Lors de son apparition à la télévision, Al-Fazi a affirmé que le club de l'Union se classe en tête des clubs en termes de popularité, soulignant que cette évaluation repose sur des chiffres et des statistiques claires, selon ses propres mots.
Il a ajouté : "L'Union surpasse Al-Hilal d'un grand écart en termes de présence des supporters dans les stades, et cela est prouvé par les gradins des matchs, et non par les plateformes numériques".
Il a expliqué que la véritable mesure de la popularité se manifeste par le remplissage des gradins, affirmant que les clubs qui ne parviennent pas à attirer 25 000 supporters ne méritent pas d'être classés parmi les plus populaires.
En conclusion de son intervention, Al-Fazi a appelé à une réévaluation des méthodes de mesure de la popularité, considérant que les chiffres réels se manifestent dans les stades, et non par le nombre de suiveurs sur les réseaux sociaux.
Lors de son apparition à la télévision, Al-Fazi a affirmé que le club de l'Union se classe en tête des clubs en termes de popularité, soulignant que cette évaluation repose sur des chiffres et des statistiques claires, selon ses propres mots.
Il a ajouté : "L'Union surpasse Al-Hilal d'un grand écart en termes de présence des supporters dans les stades, et cela est prouvé par les gradins des matchs, et non par les plateformes numériques".

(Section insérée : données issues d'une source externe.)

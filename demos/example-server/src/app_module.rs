use crate::infrastructure::DatabaseModule;
use crate::modules::product::ProductModule;
use crate::modules::user::UserModule;
use nestrs::prelude::*;
use serde_json::json;

/// Root application module
///
/// `ConfigModule` and `DatabaseModule` are global, so feature modules see
/// their exports without importing them.
#[module(
    imports = [
        ConfigModule::for_root(json!({ "products": { "currency": "EUR" } })),
        DatabaseModule,
        UserModule,
        ProductModule,
    ],
)]
pub struct AppModule;
use proc_macro::TokenStream;
use quote::quote;
use syn::parse_macro_input;

/// Outside of a `#[routes]` block the method attributes only check that they
/// sit on a method; `#[routes]` consumes them.
pub fn http_method_attribute(item: TokenStream) -> TokenStream {
    let input = parse_macro_input!(item as syn::ImplItemFn);

    TokenStream::from(quote! {
        #input
    })
}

Il a expliqué que la véritable mesure de la popularité se manifeste par le remplissage des gradins, affirmant que les clubs qui ne parviennent pas à attirer 25 000 supporters ne méritent pas d'être classés parmi les plus populaires.
En conclusion de son intervention, Al-Fazi a appelé à une réévaluation des méthodes de mesure de la popularité, considérant que les chiffres réels se manifestent dans les stades, et non par le nombre de suiveurs sur les réseaux sociaux.